Please figure out how many lines in the material contain "error", and give only that number.

Content starts

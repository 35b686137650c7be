//! HTTP service handlers.
//!
//! This module contains the axum handlers mounted by [`crate::create_router`].

pub mod convert_service;
pub mod health_service;
//! # dollarwords-core: Amount-to-Words Conversion
//!
//! This crate is the **heart** of dollarwords. It turns a decimal amount
//! string into English words, as pure functions with zero I/O dependencies.
//!
//! ## Architecture Position
//! ```text
//! ┌─────────────────────────────────────────────────────────────────────────┐
//! │                      dollarwords Architecture                           │
//! │                                                                         │
//! │  ┌─────────────────────────────────────────────────────────────────┐   │
//! │  │                    Web form (static/index.html)                 │   │
//! │  └─────────────────────────────┬───────────────────────────────────┘   │
//! │                                │ POST /api/numbertowords/convert        │
//! │  ┌─────────────────────────────▼───────────────────────────────────┐   │
//! │  │                    apps/api (axum)                              │   │
//! │  └─────────────────────────────┬───────────────────────────────────┘   │
//! │                                │                                        │
//! │  ┌─────────────────────────────▼───────────────────────────────────┐   │
//! │  │             ★ dollarwords-core (THIS CRATE) ★                   │   │
//! │  │                                                                 │   │
//! │  │   ┌────────────┐  ┌───────────┐  ┌───────────┐  ┌───────────┐  │   │
//! │  │   │ validation │─►│  amount   │─►│ converter │─►│   words   │  │   │
//! │  │   │  grammar   │  │  Amount   │  │  clauses  │  │  tables   │  │   │
//! │  │   └────────────┘  └───────────┘  └───────────┘  └───────────┘  │   │
//! │  │                                                                 │   │
//! │  │   NO I/O • NO NETWORK • PURE FUNCTIONS                          │   │
//! │  └─────────────────────────────────────────────────────────────────┘   │
//! └─────────────────────────────────────────────────────────────────────────┘
//! ```
//!
//! ## Modules
//!
//! - [`amount`] - `Amount` type held as integer cents (no floating point!)
//! - [`validation`] - Invariant numeral grammar
//! - `words` - Lookup tables and the chunk/scale renderers (crate-private)
//! - [`converter`] - `NumberWordsConverter`, the public entry point
//! - [`types`] - Request/response DTOs shared with the web form
//! - [`error`] - Error types
//!
//! ## Example Usage
//!
//! ```rust
//! use dollarwords_core::NumberWordsConverter;
//!
//! let converter = NumberWordsConverter::new();
//! let words = converter.convert("123.45").unwrap();
//! assert_eq!(
//!     words,
//!     "ONE HUNDRED AND TWENTY-THREE DOLLARS AND FORTY-FIVE CENTS"
//! );
//!
//! assert!(converter.convert("-1").is_err());
//! ```

// =============================================================================
// Module Declarations
// =============================================================================

pub mod amount;
pub mod converter;
pub mod error;
pub mod types;
pub mod validation;
mod words;

// =============================================================================
// Re-exports for Convenience
// =============================================================================

pub use amount::Amount;
pub use converter::{convert, NumberWordsConverter};
pub use error::{CoreError, CoreResult, ValidationError};
pub use types::{ConversionRequest, ConversionResponse};

// =============================================================================
// Crate-Level Constants
// =============================================================================

/// Largest whole-dollar part that can be rendered.
///
/// Four 3-digit groups: the top group is BILLION. TRILLION exists in the
/// scale table but is never reached by a valid amount.
pub const MAX_WHOLE_DOLLARS: u64 = 999_999_999_999;

/// Largest amount accepted, in cents ($999,999,999,999.99).
pub const MAX_AMOUNT_CENTS: u64 = MAX_WHOLE_DOLLARS * 100 + 99;

/// Phrase returned for any zero amount.
pub const ZERO_PHRASE: &str = "ZERO DOLLARS";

Content ends

ANSWER FOR THE TASK:
3